Casper popped open his dissection kit. Friedrich looked at the scalpel, startled. He’d never considered that Casper was carrying a weapon; he should never have let his wife drive him into town.

“Do you hurt now, Casper?”

“N-no.”

“Why do you suppose that is?”

“Your wife t-told me you could c-cure me.” Will knew Nora hadn’t used those words.

“Of what?”

“Of being me.” It was at that moment Friedrich realized it was not Homer he related to when he looked at Casper, it was himself. His empathy was genuine, but his interest was selfish.

As the sun set mauve and the stars unfurled on the night, Friedrich and Casper talked about what it meant to be Casper. Dr. Friedrich had listened to many lonely and disturbed souls describing their unhappiness with the human condition over the years, and he had spent many lonely nights himself reading case histories and scientific accounts of every kind of soul sickness, but Casper was the first subject he’d ever encountered who compared his feelings of alienation to the paradoxical observations a physicist by the name of Dr. Fritz Zwicky had made about the gravitational pull of cluster galaxies.

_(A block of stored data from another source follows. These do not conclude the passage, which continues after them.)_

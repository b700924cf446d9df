use crate::provider::{EarsType, PlayerSkinType, ProviderType};
use crate::resource::{PlayerSkin, ResourceDescriptor, ResourceLoader, ResourceManager};
use crate::texture::composite;
use anyhow::{Context, Result, bail, ensure};
use futures::FutureExt;
use futures::future::BoxFuture;

/// Draws third-party ears onto a Java profile skin
///
/// Needs [`crate::resource::LoadParams::EarsSkin`] naming the skin and the ears to merge.
#[derive(Debug, Default)]
pub struct EarsCombiningLoader;

impl ResourceLoader<PlayerSkin> for EarsCombiningLoader {
    fn load(&self, manager: &ResourceManager, descriptor: ResourceDescriptor<PlayerSkin>) -> BoxFuture<'static, Result<PlayerSkin>> {
        let manager = manager.clone();
        async move {
            let params = descriptor
                .ears_skin()
                .with_context(|| format!("{} needs a skin and ears to merge", descriptor.uri()))?
                .clone();
            if PlayerSkinType::from_uri(params.skin.uri()) != Some(PlayerSkinType::JavaGameProfile) {
                bail!("Ears can only be merged onto a Java profile skin, got {}", params.skin.uri());
            }
            if let Some(EarsType::None | EarsType::Deadmau5) = EarsType::from_uri(params.ears.uri()) {
                bail!("{} has no texture to merge", params.ears.uri());
            }

            let skin = manager.get_or_load(&params.skin).await?;
            let ears = manager.get_or_load(&params.ears).await?;
            ensure!(
                skin.skin_data.width == 64,
                "Ears need a 64 pixel wide skin, {} is {}",
                params.skin.uri(),
                skin.skin_data.width
            );
            Ok(PlayerSkin {
                resource_uri: descriptor.uri().to_string(),
                skin_data: composite(&skin.skin_data, &ears.ears_data, 24, 0)?,
                ..(*skin).clone()
            })
        }
        .boxed()
    }
}

#[cfg(test)]
mod tests {
    use super::*;
    use crate::resource::{Ears, EarsSkinParams, LoadParams};
    use crate::texture::TextureData;
    use std::sync::Arc;
    use std::time::Duration;

    const SKIN: &str = "javaClientSkin:0f2e";
    const EARS: &str = "https://minecraftcapes.net/profile/0f2e/ears";

    fn manager() -> ResourceManager {
        ResourceManager::new(tokio::runtime::Handle::current(), Duration::from_secs(60))
    }

    fn merge_descriptor(skin: &str, ears: &str) -> ResourceDescriptor<PlayerSkin> {
        ResourceDescriptor::with_params(
            "javaClientSkinEars:0f2e",
            LoadParams::EarsSkin(Arc::new(EarsSkinParams {
                skin: ResourceDescriptor::new(skin),
                ears: ResourceDescriptor::new(ears),
            })),
        )
    }

    fn solid(width: u32, height: u32, pixel: [u8; 4]) -> TextureData {
        TextureData::new(pixel.repeat((width * height) as usize), width, height)
    }

    #[tokio::test]
    async fn test_ears_drawn_onto_skin() {
        let manager = manager();
        manager.add(
            &ResourceDescriptor::<PlayerSkin>::new(SKIN),
            Ok(PlayerSkin::new(SKIN, "java-skin", solid(64, 64, [0, 0, 255, 255]))),
        );
        manager.add(
            &ResourceDescriptor::<Ears>::new(EARS),
            Ok(Ears {
                resource_uri: EARS.to_string(),
                ears_data: solid(14, 7, [255, 0, 0, 255]),
            }),
        );

        let merged = EarsCombiningLoader
            .load(&manager, merge_descriptor(SKIN, EARS))
            .await
            .unwrap();
        assert_eq!(merged.skin_id, "java-skin");
        assert_eq!(merged.resource_uri, "javaClientSkinEars:0f2e");
        let image = merged.skin_data.to_image().unwrap();
        assert_eq!(image.get_pixel(24, 0).0, [255, 0, 0, 255]);
        assert_eq!(image.get_pixel(0, 0).0, [0, 0, 255, 255]);
    }

    #[tokio::test]
    async fn test_rejected_inputs() {
        let manager = manager();
        let deadmau5 = EarsCombiningLoader
            .load(&manager, merge_descriptor(SKIN, "ears:deadmau5"))
            .await;
        assert!(deadmau5.is_err());

        let bundled = EarsCombiningLoader
            .load(&manager, merge_descriptor("skin:bedrock/skin/skin_steve.png", EARS))
            .await;
        assert!(bundled.is_err());

        let no_params = EarsCombiningLoader
            .load(&manager, ResourceDescriptor::new("javaClientSkinEars:0f2e"))
            .await;
        assert!(no_params.is_err());

        manager.add(
            &ResourceDescriptor::<PlayerSkin>::new(SKIN),
            Ok(PlayerSkin::new(SKIN, "wide", solid(128, 128, [0, 0, 0, 255]))),
        );
        manager.add(
            &ResourceDescriptor::<Ears>::new(EARS),
            Ok(Ears {
                resource_uri: EARS.to_string(),
                ears_data: solid(14, 7, [255, 0, 0, 255]),
            }),
        );
        let too_wide = EarsCombiningLoader.load(&manager, merge_descriptor(SKIN, EARS)).await;
        assert!(too_wide.unwrap_err().to_string().contains("64 pixel wide"));
    }
}
use crate::game_profile::{GameProfile, TextureModel};
use crate::session::ClientAppearance;
use std::sync::Arc;
use uuid::Uuid;

/// Snapshot of a player as seen by the bridge
#[derive(Debug, Clone, PartialEq, Eq)]
pub struct PlayerEntity {
    pub uuid: Uuid,
    pub username: String,
    /// Bedrock-side runtime entity id
    pub entity_id: i64,
    pub profile: Arc<GameProfile>,
    pub in_player_list: bool,
    pub slim: bool,
    /// Client reported ids of a Bedrock player, used for composite cache identities
    pub bedrock_skin_id: Option<String>,
    pub bedrock_cape_id: Option<String>,
}

impl PlayerEntity {
    pub fn new(profile: GameProfile, entity_id: i64) -> Self {
        let slim = match profile.skin_model() {
            Some(model) => model == TextureModel::Slim,
            None => slim_by_default(&profile.id),
        };
        Self {
            uuid: profile.id,
            username: profile.name.clone(),
            entity_id,
            profile: Arc::new(profile),
            in_player_list: true,
            slim,
            bedrock_skin_id: None,
            bedrock_cape_id: None,
        }
    }

    pub fn with_player_list(mut self, in_player_list: bool) -> Self {
        self.in_player_list = in_player_list;
        self
    }

    pub fn with_slim(mut self, slim: bool) -> Self {
        self.slim = slim;
        self
    }

    /// Copies the skin and cape ids out of Bedrock client data
    pub fn with_client_data(mut self, client_data: &ClientAppearance) -> Self {
        self.bedrock_skin_id = Some(client_data.skin_id.clone());
        self.bedrock_cape_id = Some(client_data.cape_id.clone());
        self
    }

    pub fn with_profile(mut self, profile: GameProfile) -> Self {
        self.profile = Arc::new(profile);
        self
    }
}

/// Default model for players without a skin, matching the Java client's choice from the uuid
/// hash. An odd hash selects the slim model.
pub fn slim_by_default(uuid: &Uuid) -> bool {
    let (most, least) = uuid.as_u64_pair();
    let hilo = most ^ least;
    let hash = ((hilo >> 32) as i32) ^ (hilo as i32);
    hash & 1 == 1
}

#[cfg(test)]
mod tests {
    use super::*;
    use crate::game_profile::{TEXTURES_PROPERTY, encode_textures};

    #[test]
    fn test_slim_by_default_uses_hash_parity() {
        assert!(slim_by_default(&Uuid::from_u64_pair(0, 1)));
        assert!(!slim_by_default(&Uuid::from_u64_pair(0, 2)));
        // bits from both halves fold together
        assert!(!slim_by_default(&Uuid::from_u64_pair(1, 1)));
        assert!(slim_by_default(&Uuid::from_u64_pair(1 << 32, 0)));
    }

    #[test]
    fn test_profile_model_wins_over_hash() {
        let id = Uuid::from_u64_pair(0, 2);
        let profile = GameProfile::new(id, "slimjim").with_property(
            TEXTURES_PROPERTY,
            encode_textures(
                Some(("http://textures.minecraft.net/texture/abc", TextureModel::Slim)),
                None,
            ),
        );
        assert!(PlayerEntity::new(profile, 1).slim);
        assert!(!PlayerEntity::new(GameProfile::new(id, "plain"), 1).slim);
    }
}
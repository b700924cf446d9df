use super::packet::{PlayerListPacket, SettingsPacket};
use crate::player::PlayerEntity;
use crate::resource::PlayerSkinProfile;
use crate::session::Session;
use std::sync::Arc;

/// What one viewer has been told about one observed player
pub struct PlayerListInfo {
    /// Session controlling the observed player, if it is a Bedrock player
    pub owning_session: Option<Arc<dyn Session>>,
    pub player: PlayerEntity,
    pub last_profile: Option<PlayerSkinProfile>,
    pub used_dummy_profile: bool,
    /// Membership sent last, `None` until anything was generated
    pub last_list_state: Option<bool>,
    pub pending_list_packet: Option<PlayerListPacket>,
    pub pending_settings_packet: Option<SettingsPacket>,
}

impl PlayerListInfo {
    pub fn new(owning_session: Option<Arc<dyn Session>>, player: PlayerEntity) -> Self {
        Self {
            owning_session,
            player,
            last_profile: None,
            used_dummy_profile: false,
            last_list_state: None,
            pending_list_packet: None,
            pending_settings_packet: None,
        }
    }

    pub fn has_sent_update(&self) -> bool {
        self.last_list_state.is_some()
    }

    /// An update is due unless the viewer already holds exactly this state
    pub fn should_update(&self, player: &PlayerEntity, profile: &PlayerSkinProfile) -> bool {
        !self.has_sent_update()
            || self.last_list_state != Some(player.in_player_list)
            || self.last_profile.as_ref() != Some(profile)
    }

    pub fn has_pending_removal(&self) -> bool {
        self.pending_list_packet
            .as_ref()
            .is_some_and(PlayerListPacket::is_remove)
    }
}

impl std::fmt::Debug for PlayerListInfo {
    fn fmt(&self, f: &mut std::fmt::Formatter<'_>) -> std::fmt::Result {
        f.debug_struct("PlayerListInfo")
            .field("player", &self.player.uuid)
            .field("bedrock", &self.owning_session.is_some())
            .field("last_profile", &self.last_profile)
            .field("used_dummy_profile", &self.used_dummy_profile)
            .field("last_list_state", &self.last_list_state)
            .finish()
    }
}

“When you m-m-measure their g-g-gravity, they should be ten times larger than they are. There’s a m-m-missing mass. You can’t see it, but you know it’s there, ’cause you can m-m-measure its pull. Your light’s trapped before it reaches another human’s eye.” Casper licked the tip of the lead of his pencil and began to write more equations on the paper bag.

It was after nine. They’d talked for almost three hours. Friedrich was relieved he didn’t feel professionally obliged to check Casper into a psychiatric ward. If he had to write a diagnosis for Casper at that moment, he would have called him a highly functional obsessive compulsive with marginal schizophrenic tendencies. But there were times in his life when he would have diagnosed himself similarly.

If Yale found out a student had attempted suicide, he’d be suspended. And if Yale forced Casper to go back to his mother the cranberry picker (who Casper hadn’t mentioned once), he’d be even more depressed about the light that struggled to escape his missing mass, and hence more likely to climb back up the cliff face of Sleeping Giant and “start fresh.” Friedrich found himself rooting for Casper’s mind.